His proposed solutions also seem little in favour within his own company. Olive suggests three future models for funding journalism: converting news orgs to charities or non-profits, community ownership, or direct government support of media. I won’t spend much time on these. All have merit as proposals, all also have drawbacks. None are what Olive’s own TorStar conglomerate is trying.
The Toronto Star, for instance, has been throwing a lot of resources at developing a new tablet-edition of its paper. Hopefully the effort will succeed — I have a lot of friends at the Star, and even just selfishly, would like to see a viable business model emerge somewhere. As the effort plays out, though, the Star is chopping jobs. Indeed, the Star’s tablet push is closely modelled on a similar move by La Presse — and that newsroom has shed 150 jobs as part of that transformation, including dozens in the newsroom.

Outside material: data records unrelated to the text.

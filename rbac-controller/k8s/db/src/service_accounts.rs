use crate::{tokens, Settings};
use kargo_rbac_core::{ApiToken, Error, RoleScope, ServiceAccountInfo};
use kargo_rbac_k8s_api::{self as k8s, metadata, ResourceExt};
use kargo_rbac_k8s_store::{ObjectStore, ResourceStore};
use tracing::debug;

/// CRUD and token issuance for bare managed identities.
///
/// Unlike a role, a bare identity has no rule or binding objects; rules and
/// bindings materialize only through the roles database. Identities are
/// marked with the managed label so they can be selected; ServiceAccounts
/// without the label are invisible to reads and rejected by delete.
#[derive(Clone)]
pub struct ServiceAccountsDatabase<S> {
    store: S,
    settings: Settings,
}

impl<S: ResourceStore> ServiceAccountsDatabase<S> {
    pub fn new(store: S, settings: Settings) -> Self {
        Self { store, settings }
    }

    fn namespace<'a>(&'a self, scope: &'a RoleScope) -> &'a str {
        self.settings.namespace(scope)
    }

    pub async fn create(
        &self,
        scope: &RoleScope,
        name: &str,
        description: Option<&str>,
    ) -> Result<ServiceAccountInfo, Error> {
        let namespace = self.namespace(scope);
        let existing: Option<k8s::ServiceAccount> = self.store.get(namespace, name).await?;
        if existing.is_some() {
            return Err(Error::already_exists("ServiceAccount", namespace, name));
        }

        let mut meta = k8s::ObjectMeta {
            name: Some(name.to_string()),
            namespace: Some(namespace.to_string()),
            ..Default::default()
        };
        metadata::set_kargo_managed(&mut meta);
        metadata::set_label(&mut meta, metadata::MANAGED_LABEL_KEY, metadata::TRUE_VALUE);
        metadata::set_description(&mut meta, description);

        let created = self
            .store
            .create(&k8s::ServiceAccount {
                metadata: meta,
                ..Default::default()
            })
            .await?;
        debug!(%namespace, %name, "created service account");
        Ok(self.info(scope, &created))
    }

    pub async fn get(&self, scope: &RoleScope, name: &str) -> Result<ServiceAccountInfo, Error> {
        let service_account = self.managed_service_account(scope, name).await?;
        Ok(self.info(scope, &service_account))
    }

    pub async fn list(&self, scope: &RoleScope) -> Result<Vec<ServiceAccountInfo>, Error> {
        let namespace = self.namespace(scope);
        let selector = format!("{}={}", metadata::MANAGED_LABEL_KEY, metadata::TRUE_VALUE);
        let service_accounts: Vec<k8s::ServiceAccount> =
            self.store.list(namespace, Some(&selector)).await?;
        let mut infos: Vec<ServiceAccountInfo> = service_accounts
            .iter()
            .map(|sa| self.info(scope, sa))
            .collect();
        infos.sort_by(|a, b| a.name.cmp(&b.name));
        Ok(infos)
    }

    /// Deletes the identity. Its API tokens are owner-referenced to it, so
    /// the store cascades their deletion.
    pub async fn delete(&self, scope: &RoleScope, name: &str) -> Result<(), Error> {
        let namespace = self.namespace(scope);
        let existing: Option<k8s::ServiceAccount> = self.store.get(namespace, name).await?;
        let existing = existing
            .ok_or_else(|| Error::not_found("ServiceAccount", namespace, name))?;
        if !metadata::has_label(&existing.metadata, metadata::MANAGED_LABEL_KEY) {
            return Err(Error::BadRequest(format!(
                "ServiceAccount {namespace}/{name} is not managed by Kargo",
            )));
        }
        ObjectStore::<k8s::ServiceAccount>::delete(&self.store, namespace, name).await
    }

    pub async fn create_token(
        &self,
        scope: &RoleScope,
        name: &str,
        token_name: &str,
    ) -> Result<ApiToken, Error> {
        let service_account = self.managed_service_account(scope, name).await?;
        tokens::create_token(
            &self.store,
            &service_account,
            token_name,
            metadata::SERVICE_ACCOUNT_TOKEN_LABEL_VALUE,
            tokens::DEFAULT_MAX_ATTEMPTS,
        )
        .await
    }

    pub async fn get_token(
        &self,
        scope: &RoleScope,
        name: &str,
        token_name: &str,
    ) -> Result<ApiToken, Error> {
        tokens::get_token(
            &self.store,
            self.namespace(scope),
            name,
            token_name,
            metadata::SERVICE_ACCOUNT_TOKEN_LABEL_VALUE,
        )
        .await
    }

    pub async fn list_tokens(
        &self,
        scope: &RoleScope,
        name: &str,
    ) -> Result<Vec<ApiToken>, Error> {
        tokens::list_tokens(
            &self.store,
            self.namespace(scope),
            name,
            metadata::SERVICE_ACCOUNT_TOKEN_LABEL_VALUE,
        )
        .await
    }

    pub async fn delete_token(
        &self,
        scope: &RoleScope,
        name: &str,
        token_name: &str,
    ) -> Result<(), Error> {
        tokens::delete_token(
            &self.store,
            self.namespace(scope),
            name,
            token_name,
            metadata::SERVICE_ACCOUNT_TOKEN_LABEL_VALUE,
        )
        .await
    }

    /// An unlabeled ServiceAccount does not belong to this database; it is
    /// reported as absent rather than exposed.
    async fn managed_service_account(
        &self,
        scope: &RoleScope,
        name: &str,
    ) -> Result<k8s::ServiceAccount, Error> {
        let namespace = self.namespace(scope);
        let service_account: Option<k8s::ServiceAccount> =
            self.store.get(namespace, name).await?;
        service_account
            .filter(|sa| metadata::has_label(&sa.metadata, metadata::MANAGED_LABEL_KEY))
            .ok_or_else(|| Error::not_found("ServiceAccount", namespace, name))
    }

    fn info(&self, scope: &RoleScope, sa: &k8s::ServiceAccount) -> ServiceAccountInfo {
        ServiceAccountInfo {
            scope: scope.clone(),
            name: sa.name_any(),
            description: metadata::description(&sa.metadata),
            creation_timestamp: sa.metadata.creation_timestamp.clone(),
        }
    }
}
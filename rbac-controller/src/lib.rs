#![deny(warnings, rust_2018_idioms)]
#![forbid(unsafe_code)]

//! Runtime wiring for the Kargo RBAC controller.
//!
//! Everything interesting lives in the member crates; this crate parses the
//! CLI, builds a kube client through kubert, and hands out the two databases
//! bound to a [`store::ClusterStore`].

mod cli;

pub use self::cli::Args;
pub use kargo_rbac_core::{
    ApiToken, Claim, Error, ResourceCatalog, ResourceDetails, Role, RoleScope,
    ServiceAccountInfo, ServiceAccountRef,
};
pub use kargo_rbac_k8s_api as k8s;
pub use kargo_rbac_k8s_db as db;
pub use kargo_rbac_k8s_store as store;

use std::sync::Arc;

/// The RBAC databases, sharing one cluster-backed store.
#[derive(Clone)]
pub struct Databases {
    pub roles: db::RolesDatabase<store::ClusterStore>,
    pub service_accounts: db::ServiceAccountsDatabase<store::ClusterStore>,
}

// === impl Databases ===

impl Databases {
    pub fn new(client: kube::Client, settings: db::Settings) -> Self {
        let cluster = store::ClusterStore::new(client);
        let catalog = Arc::new(ResourceCatalog::kargo());
        Self {
            roles: db::RolesDatabase::new(cluster.clone(), catalog, settings.clone()),
            service_accounts: db::ServiceAccountsDatabase::new(cluster, settings),
        }
    }
}
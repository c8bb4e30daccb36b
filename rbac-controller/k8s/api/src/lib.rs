#![deny(warnings, rust_2018_idioms)]
#![forbid(unsafe_code)]

//! Kubernetes types and metadata vocabulary used by the Kargo RBAC engine.
//!
//! A Kargo Role is persisted as a triplet of native objects sharing a name: a
//! `ServiceAccount` (the identity, carrying claim and description
//! annotations), an `rbac/v1 Role` (the permission rules), and a `RoleBinding`
//! (tying the two together). This crate re-exports those types and owns the
//! label/annotation keys and the claim-annotation codec; it performs no I/O.

pub mod claims;
pub mod metadata;

pub use k8s_openapi::api::{
    core::v1::{Secret, ServiceAccount},
    rbac::v1::{PolicyRule, Role, RoleBinding, RoleRef, Subject},
};
pub use k8s_openapi::{
    apimachinery::pkg::apis::meta::v1::{ObjectMeta, OwnerReference, Time},
    ByteString,
};
pub use kube::ResourceExt;
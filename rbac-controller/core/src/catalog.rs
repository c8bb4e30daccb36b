//! The resource-type catalog.
//!
//! Maps each grantable resource type to its API group and any custom verbs it
//! exposes beyond the reserved CRUD set. The catalog is an immutable, injected
//! table so tests can substitute their own; [`ResourceCatalog::kargo`] builds
//! the standard table for a Kargo cluster.

use std::collections::{BTreeMap, BTreeSet};

pub const KARGO_API_GROUP: &str = "kargo.akuity.io";
pub const ARGO_ROLLOUTS_API_GROUP: &str = "argoproj.io";
pub const RBAC_API_GROUP: &str = "rbac.authorization.k8s.io";

/// Verbs every resource type supports. A wildcard verb always expands to at
/// least this set.
pub const RESERVED_VERBS: &[&str] = &[
    "create", "delete", "get", "list", "patch", "update", "watch",
];

#[derive(Clone, Debug, Default, PartialEq, Eq)]
pub struct ResourceType {
    /// The API group owning the type. Groups on input rules are advisory and
    /// are always overwritten with this value.
    pub group: String,
    /// Non-CRUD verbs the type exposes, e.g. `promote` on `stages`.
    pub custom_verbs: BTreeSet<String>,
}

#[derive(Clone, Debug, Default)]
pub struct ResourceCatalog {
    types: BTreeMap<String, ResourceType>,
}

impl ResourceCatalog {
    pub fn new() -> Self {
        Self::default()
    }

    pub fn with_type(mut self, name: &str, group: &str, custom_verbs: &[&str]) -> Self {
        self.types.insert(
            name.to_string(),
            ResourceType {
                group: group.to_string(),
                custom_verbs: custom_verbs.iter().map(|v| v.to_string()).collect(),
            },
        );
        self
    }

    /// The standard catalog of types Kargo grants permissions on.
    pub fn kargo() -> Self {
        Self::new()
            .with_type("analysisruns", ARGO_ROLLOUTS_API_GROUP, &[])
            .with_type("analysistemplates", ARGO_ROLLOUTS_API_GROUP, &[])
            .with_type("events", "", &[])
            .with_type("freights", KARGO_API_GROUP, &["approve"])
            .with_type("projects", KARGO_API_GROUP, &[])
            .with_type("promotions", KARGO_API_GROUP, &["abort"])
            .with_type("rolebindings", RBAC_API_GROUP, &[])
            .with_type("roles", RBAC_API_GROUP, &[])
            .with_type("secrets", "", &[])
            .with_type("serviceaccounts", "", &[])
            .with_type("stages", KARGO_API_GROUP, &["promote"])
            .with_type("warehouses", KARGO_API_GROUP, &["refresh"])
    }

    pub fn get(&self, resource_type: &str) -> Option<&ResourceType> {
        self.types.get(resource_type)
    }

    /// The full verb set a wildcard expands to for the given type. `None` if
    /// the type is unknown.
    pub fn verbs_for(&self, resource_type: &str, include_custom: bool) -> Option<BTreeSet<String>> {
        let spec = self.get(resource_type)?;
        let mut verbs: BTreeSet<String> = RESERVED_VERBS.iter().map(|v| v.to_string()).collect();
        if include_custom {
            verbs.extend(spec.custom_verbs.iter().cloned());
        }
        Some(verbs)
    }

    /// Finds a near-miss for an unrecognized type: first a plural of the
    /// input, then the closest known type within a small edit distance.
    pub fn suggest(&self, unknown: &str) -> Option<&str> {
        for known in self.types.keys() {
            if is_plural_of(known, unknown) {
                return Some(known);
            }
        }

        self.types
            .keys()
            .map(|known| (edit_distance(known, unknown), known))
            .filter(|(distance, _)| *distance <= 2)
            .min()
            .map(|(_, known)| known.as_str())
    }
}

fn is_plural_of(known: &str, input: &str) -> bool {
    if known == format!("{input}s") || known == format!("{input}es") {
        return true;
    }
    match input.strip_suffix('y') {
        Some(stem) => known == format!("{stem}ies"),
        None => false,
    }
}

fn edit_distance(a: &str, b: &str) -> usize {
    let a: Vec<char> = a.chars().collect();
    let b: Vec<char> = b.chars().collect();
    let mut prev: Vec<usize> = (0..=b.len()).collect();
    let mut curr = vec![0; b.len() + 1];
    for (i, ca) in a.iter().enumerate() {
        curr[0] = i + 1;
        for (j, cb) in b.iter().enumerate() {
            let sub = prev[j] + usize::from(ca != cb);
            curr[j + 1] = sub.min(prev[j + 1] + 1).min(curr[j] + 1);
        }
        std::mem::swap(&mut prev, &mut curr);
    }
    prev[b.len()]
}

#[cfg(test)]
mod tests {
    use super::*;

    #[test]
    fn suggests_plural_for_singular_input() {
        let catalog = ResourceCatalog::kargo();
        assert_eq!(catalog.suggest("stage"), Some("stages"));
        assert_eq!(catalog.suggest("freight"), Some("freights"));
        assert_eq!(catalog.suggest("warehouse"), Some("warehouses"));
    }

    #[test]
    fn suggests_close_typos() {
        let catalog = ResourceCatalog::kargo();
        assert_eq!(catalog.suggest("stagges"), Some("stages"));
        assert_eq!(catalog.suggest("promotoins"), Some("promotions"));
    }

    #[test]
    fn no_suggestion_for_garbage() {
        let catalog = ResourceCatalog::kargo();
        assert_eq!(catalog.suggest("zebras"), None);
    }

    #[test]
    fn wildcard_verb_sets() {
        let catalog = ResourceCatalog::kargo();
        let reserved = catalog.verbs_for("stages", false).unwrap();
        assert!(!reserved.contains("promote"));
        assert_eq!(reserved.len(), RESERVED_VERBS.len());

        let inclusive = catalog.verbs_for("stages", true).unwrap();
        assert!(inclusive.contains("promote"));
    }
}
#![deny(warnings, rust_2018_idioms)]
#![forbid(unsafe_code)]

use anyhow::Result;
use clap::Parser;
use kargo_rbac_controller::{Args, Databases, RoleScope};
use tracing::info;

#[tokio::main]
async fn main() -> Result<()> {
    let args = Args::parse();
    let settings = args.settings();
    let runtime = args.runtime().await?;

    let databases = Databases::new(runtime.client(), settings);

    // Surface cluster connectivity or permission problems at startup rather
    // than on the first request.
    let system_roles = databases.roles.list_names(&RoleScope::Global).await?;
    info!(system_roles = system_roles.len(), "rbac controller ready");

    runtime.run().await?;
    Ok(())
}
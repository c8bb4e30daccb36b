use super::{init_tracing, roles_db, service_accounts_db, MemStore};
use crate::tokens::{self, SERVICE_ACCOUNT_TOKEN_TYPE};
use kargo_rbac_core::{Error, Role, RoleScope, REDACTED_TOKEN};
use kargo_rbac_k8s_api::{self as k8s, metadata};
use kargo_rbac_k8s_store::ObjectStore;

const NS: &str = "payments";

fn scope() -> RoleScope {
    RoleScope::project(NS)
}

fn mk_role_sa(namespace: &str, name: &str) -> k8s::ServiceAccount {
    let mut meta = k8s::ObjectMeta {
        name: Some(name.to_string()),
        namespace: Some(namespace.to_string()),
        ..Default::default()
    };
    metadata::set_kargo_managed(&mut meta);
    metadata::set_label(&mut meta, metadata::ROLE_LABEL_KEY, metadata::TRUE_VALUE);
    k8s::ServiceAccount {
        metadata: meta,
        ..Default::default()
    }
}

fn mk_token_secret(namespace: &str, name: &str) -> k8s::Secret {
    k8s::Secret {
        metadata: k8s::ObjectMeta {
            name: Some(name.to_string()),
            namespace: Some(namespace.to_string()),
            ..Default::default()
        },
        type_: Some(SERVICE_ACCOUNT_TOKEN_TYPE.to_string()),
        ..Default::default()
    }
}

#[tokio::test]
async fn material_is_returned_once_then_redacted() {
    let _tracing = init_tracing();
    let store = MemStore::default();
    let db = roles_db(store);
    db.create(Role::new(scope(), "deployer")).await.unwrap();

    let created = db.create_api_token(&scope(), "deployer", "t1").await.unwrap();
    assert_eq!(created.token, "token-material-t1");
    assert!(!created.is_redacted());
    assert_eq!(created.service_account, "deployer");

    let fetched = db.get_api_token(&scope(), "deployer", "t1").await.unwrap();
    assert_eq!(fetched.token, REDACTED_TOKEN);
    assert!(fetched.is_redacted());

    let err = db
        .create_api_token(&scope(), "deployer", "t1")
        .await
        .unwrap_err();
    assert!(matches!(err, Error::AlreadyExists { .. }), "{err:?}");
}

#[tokio::test(start_paused = true)]
async fn creation_polls_until_the_material_appears() {
    let store = MemStore::default();
    let db = roles_db(store.clone());
    db.create(Role::new(scope(), "deployer")).await.unwrap();

    store.delay_token_population(3);
    let created = db.create_api_token(&scope(), "deployer", "t1").await.unwrap();
    assert_eq!(created.token, "token-material-t1");
}

#[tokio::test(start_paused = true)]
async fn exhausted_polling_fails() {
    let store = MemStore::default();
    let db = roles_db(store.clone());
    db.create(Role::new(scope(), "deployer")).await.unwrap();

    store.delay_token_population(99);
    let err = db
        .create_api_token(&scope(), "deployer", "t1")
        .await
        .unwrap_err();
    assert!(matches!(err, Error::Internal(_)), "{err:?}");
    // The unpopulated secret is left behind for inspection or cleanup.
    assert!(store.has_secret(NS, "t1"));
}

#[tokio::test(start_paused = true)]
async fn transient_poll_errors_are_retried() {
    let store = MemStore::default();
    store.delay_token_population(2);
    store.create(&mk_token_secret(NS, "t1")).await.unwrap();
    store.fail_next_secret_get(Error::Store {
        code: 503,
        message: "apiserver unavailable".to_string(),
    });

    let secret = tokens::wait_for_token_material(&store, NS, "t1", 5)
        .await
        .unwrap();
    assert!(tokens::token_material(&secret).is_some());
}

#[tokio::test]
async fn terminal_poll_errors_surface_immediately() {
    let store = MemStore::default();
    store.create(&mk_token_secret(NS, "t1")).await.unwrap();
    store.fail_next_secret_get(Error::Store {
        code: 403,
        message: "forbidden".to_string(),
    });

    let err = tokens::wait_for_token_material(&store, NS, "t1", 5)
        .await
        .unwrap_err();
    assert!(matches!(err, Error::Store { code: 403, .. }), "{err:?}");
}

#[tokio::test]
async fn plain_identities_cannot_issue_role_tokens() {
    let store = MemStore::default();
    let db = roles_db(store.clone());

    let mut sa = mk_role_sa(NS, "half-made");
    sa.metadata
        .labels
        .as_mut()
        .unwrap()
        .remove(metadata::ROLE_LABEL_KEY);
    store.create(&sa).await.unwrap();

    let err = db
        .create_api_token(&scope(), "half-made", "t1")
        .await
        .unwrap_err();
    assert!(matches!(err, Error::BadRequest(_)), "{err:?}");
}

#[tokio::test]
async fn global_tokens_require_the_system_role_label() {
    let store = MemStore::default();
    let db = roles_db(store.clone());

    // A role-labeled identity in the system namespace that is not a system
    // role cannot issue global tokens.
    store.create(&mk_role_sa("kargo", "imposter")).await.unwrap();
    let err = db
        .create_api_token(&RoleScope::Global, "imposter", "t1")
        .await
        .unwrap_err();
    match err {
        Error::BadRequest(msg) => assert!(msg.contains("system role"), "{msg}"),
        other => panic!("expected BadRequest, got {other:?}"),
    }

    db.create(Role::new(RoleScope::Global, "admin")).await.unwrap();
    let token = db
        .create_api_token(&RoleScope::Global, "admin", "t2")
        .await
        .unwrap();
    assert_eq!(token.token, "token-material-t2");
}

#[tokio::test]
async fn tokens_are_scoped_to_their_owner() {
    let store = MemStore::default();
    let db = roles_db(store);
    db.create(Role::new(scope(), "reader")).await.unwrap();
    db.create(Role::new(scope(), "writer")).await.unwrap();
    db.create_api_token(&scope(), "reader", "reader-b").await.unwrap();
    db.create_api_token(&scope(), "reader", "reader-a").await.unwrap();
    db.create_api_token(&scope(), "writer", "writer-a").await.unwrap();

    let listed = db.list_api_tokens(&scope(), "reader").await.unwrap();
    let names: Vec<&str> = listed.iter().map(|t| t.name.as_str()).collect();
    assert_eq!(names, vec!["reader-a", "reader-b"]);

    // Reading another identity's token by name is rejected.
    let err = db
        .get_api_token(&scope(), "reader", "writer-a")
        .await
        .unwrap_err();
    assert!(matches!(err, Error::BadRequest(_)), "{err:?}");
}

#[tokio::test]
async fn role_and_identity_token_labels_are_disjoint() {
    let store = MemStore::default();
    let roles = roles_db(store.clone());
    let identities = service_accounts_db(store);

    roles.create(Role::new(scope(), "deployer")).await.unwrap();
    roles
        .create_api_token(&scope(), "deployer", "t1")
        .await
        .unwrap();

    // The identities database refuses a secret carrying the role label.
    let err = identities
        .get_token(&scope(), "deployer", "t1")
        .await
        .unwrap_err();
    assert!(matches!(err, Error::Conflict(_)), "{err:?}");
}
//! OIDC claim annotations on a role's ServiceAccount.
//!
//! Claims have been stored in two encodings: a legacy scheme with one
//! annotation per claim name (`rbac.kargo.akuity.io/claim.<name>`, values
//! comma-separated) and the current scheme holding every claim in a single
//! JSON annotation. Reads merge both; writes emit only the JSON form and strip
//! any legacy keys, so objects written by older code converge to the new
//! encoding the first time they are mutated.

use crate::{metadata, ObjectMeta};
use std::collections::{BTreeMap, BTreeSet};

/// Holds all claims as a JSON object mapping claim name to a value array.
pub const CLAIMS_ANNOTATION_KEY: &str = "rbac.kargo.akuity.io/claims";

/// Prefix of the legacy one-annotation-per-claim encoding.
pub const LEGACY_CLAIM_ANNOTATION_KEY_PREFIX: &str = "rbac.kargo.akuity.io/claim.";

/// Claim name to sorted, deduplicated values.
pub type ClaimsMap = BTreeMap<String, BTreeSet<String>>;

#[derive(Debug, thiserror::Error)]
pub enum InvalidClaims {
    #[error("failed to parse claims annotation: {0}")]
    Json(#[from] serde_json::Error),
}

/// Reads claims from both encodings, merging and deduplicating values per
/// claim name. A malformed JSON annotation is a hard error, never silently
/// dropped.
pub fn claims_from_annotations(
    annotations: Option<&BTreeMap<String, String>>,
) -> Result<ClaimsMap, InvalidClaims> {
    let mut claims = ClaimsMap::new();
    let Some(annotations) = annotations else {
        return Ok(claims);
    };

    for (key, value) in annotations {
        if let Some(name) = key.strip_prefix(LEGACY_CLAIM_ANNOTATION_KEY_PREFIX) {
            let values = claims.entry(name.to_string()).or_default();
            values.extend(
                value
                    .split(',')
                    .map(str::trim)
                    .filter(|v| !v.is_empty())
                    .map(str::to_string),
            );
        }
    }

    if let Some(blob) = annotations.get(CLAIMS_ANNOTATION_KEY) {
        let parsed: BTreeMap<String, Vec<String>> = serde_json::from_str(blob)?;
        for (name, values) in parsed {
            claims
                .entry(name)
                .or_default()
                .extend(values.into_iter().filter(|v| !v.is_empty()));
        }
    }

    claims.retain(|_, values| !values.is_empty());
    Ok(claims)
}

/// Writes claims in the current JSON encoding only, removing every legacy
/// claim key. An empty claim set removes the annotation entirely.
pub fn set_claims_annotations(meta: &mut ObjectMeta, claims: &ClaimsMap) {
    let annotations = metadata::annotations_mut(meta);
    annotations.retain(|key, _| !key.starts_with(LEGACY_CLAIM_ANNOTATION_KEY_PREFIX));
    if claims.is_empty() {
        annotations.remove(CLAIMS_ANNOTATION_KEY);
        return;
    }
    let encoded: BTreeMap<&str, Vec<&str>> = claims
        .iter()
        .map(|(name, values)| (name.as_str(), values.iter().map(String::as_str).collect()))
        .collect();
    annotations.insert(
        CLAIMS_ANNOTATION_KEY.to_string(),
        serde_json::to_string(&encoded).expect("claims map must serialize"),
    );
}

/// Adds every value of `from` into `into`.
pub fn merge_claims(into: &mut ClaimsMap, from: &ClaimsMap) {
    for (name, values) in from {
        into.entry(name.clone())
            .or_default()
            .extend(values.iter().cloned());
    }
}

/// Removes the given values; a claim whose value list becomes empty is
/// removed entirely.
pub fn remove_claims(from: &mut ClaimsMap, drop: &ClaimsMap) {
    for (name, values) in drop {
        if let Some(existing) = from.get_mut(name) {
            for value in values {
                existing.remove(value);
            }
        }
    }
    from.retain(|_, values| !values.is_empty());
}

For what it’s worth, I wish Olive, and his colleagues, well. The Star is my competitor, but I read it every day. Its journalists do great work, as do hundreds of Postmedia journalists who show up every day and do their best, even in these challenging times. It might make Olive feel better to call us names and wish we’d go away. It’s unfortunate, but I get it, and I hope he feels better having gotten all this off his chest. But now, if you’ll excuse me and my fellow Postmedia malignancies, it’s time to get back to work.